Strength in imports whittles at U.S. ag trade surplus

In the report by USDA’s Economic Research Service and Foreign Agricultural Service, fiscal 2004 ag exports are projected at $57 billion, up only $1.5 billion from 2003’s revised estimate of $55.5 billion.

Imports are expected to hit $47.5 billion, up $2.5 billion from the revised $45 billion in 2003.

Although economists Carol Whitton with the ERS and Ernest Carter with the FAS note that U.S. and world economies “are moving beyond the slow growth experienced in the last two years,” they say economic growth in the U.S. “still remains below long term rates,” with slower consumer spending and higher rates of savings.

With only minimal economic growth in the European Union and continued “lackluster” growth in Japan, they say renewed growth in the U.S. “is particularly important for developing countries dependent on exports to the U.S.” Economic growth in developing countries is forecast at better than 5 percent for 2004.

“Asia continues to be the most dynamic region of the world,” they say, and China and India “continue to grow at high rates.”

After a four-year recession, Argentina is expected to return to normal growth and its currency depreciation against the U.S. dollar “is making its products highly competitive in world markets.”

Looking at specific commodities, Whitton and Carter forecast the following:

•Grain and feed exports at $15.5 billion, up $600 million. Coarse grain exports are forecast at 51.9 million tons, up 5.6 million tons. Rice exports are expected to hit 3.1 million tons, “a large decline” from the record 4.3 million tons estimated for fiscal 2003.

•Oilseeds are forecast at $9.1 billion, $1 billion lower than last year. Soybean export volume is expected to drop 1.1 million tons under continuing pressure from South American beans. Soybean exports are forecast to fall $800 million to $5.7 billion.

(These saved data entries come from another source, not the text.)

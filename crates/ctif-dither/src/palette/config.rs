//! Palette source selection.

use std::path::PathBuf;

use serde::{Deserialize, Serialize};

use super::{AdaptivePalette, FixedPalette, Palette, PaletteError};
use crate::color::Rgb;
use crate::quantize::DistanceMetric;

/// Where the encoding palette comes from.
///
/// Serialized externally tagged, so YAML reads naturally:
///
/// ```yaml
/// palette: { fixed: oc256 }
/// palette: { custom: ["#000", "#fff", "#f00"] }
/// palette: { adaptive: { max_size: 16, seed: 7 } }
/// palette: { adaptive: { max_size: 16, base: oc256, sampling: 64 } }
/// palette: { file: palettes/sunset.pal }
/// ```
#[derive(Debug, Clone, PartialEq, Serialize, Deserialize)]
#[serde(rename_all = "kebab-case")]
pub enum PaletteConfig {
    Fixed(FixedPalette),
    /// Hex colour strings, in index order.
    Custom(Vec<String>),
    Adaptive(AdaptivePalette),
    /// Raw `[r, g, b]*` table on disk.
    File(PathBuf),
}

impl Default for PaletteConfig {
    fn default() -> Self {
        PaletteConfig::Fixed(FixedPalette::default())
    }
}

impl PaletteConfig {
    /// Whether the palette depends on image content.
    pub fn is_adaptive(&self) -> bool {
        matches!(self, PaletteConfig::Adaptive(_))
    }

    /// Produce the palette.
    ///
    /// `sample` is only read by the adaptive source; fixed and custom
    /// palettes ignore it. `metric` drives k-means cluster assignment.
    pub fn resolve(&self, sample: &[Rgb], metric: DistanceMetric) -> Result<Palette, PaletteError> {
        match self {
            PaletteConfig::Fixed(fixed) => Ok(fixed.palette()),
            PaletteConfig::Custom(colors) => Palette::from_hex(colors),
            PaletteConfig::Adaptive(adaptive) => adaptive.compute(sample, metric),
            PaletteConfig::File(path) => {
                let bytes = std::fs::read(path).map_err(|e| PaletteError::ReadFile {
                    path: path.clone(),
                    reason: e.to_string(),
                })?;
                Palette::from_rgb_bytes(&bytes)
            }
        }
    }

    /// Produce the palette from a whole `width x height` frame, applying
    /// the adaptive source's sampling grid first.
    pub fn resolve_frame(
        &self,
        pixels: &[Rgb],
        width: usize,
        height: usize,
        metric: DistanceMetric,
    ) -> Result<Palette, PaletteError> {
        match self {
            PaletteConfig::Adaptive(adaptive) => {
                adaptive.compute(&adaptive.sample(pixels, width, height), metric)
            }
            _ => self.resolve(pixels, metric),
        }
    }
}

•Cotton export volume is forecast unchanged at 2.6 million tons, but sharply higher unit prices should raise the value by $700 million from the $3.5 billion estimated for 2003. Consumption is expected to be greater than production and global stocks will continue to decline.

•Livestock, poultry, and dairy product exports are a bright spot, expected to hit a record $12.4 billion.

•Another record is also forecast for exports of horticultural products, $12 billion, fueled by stronger global demand and a more competitive dollar.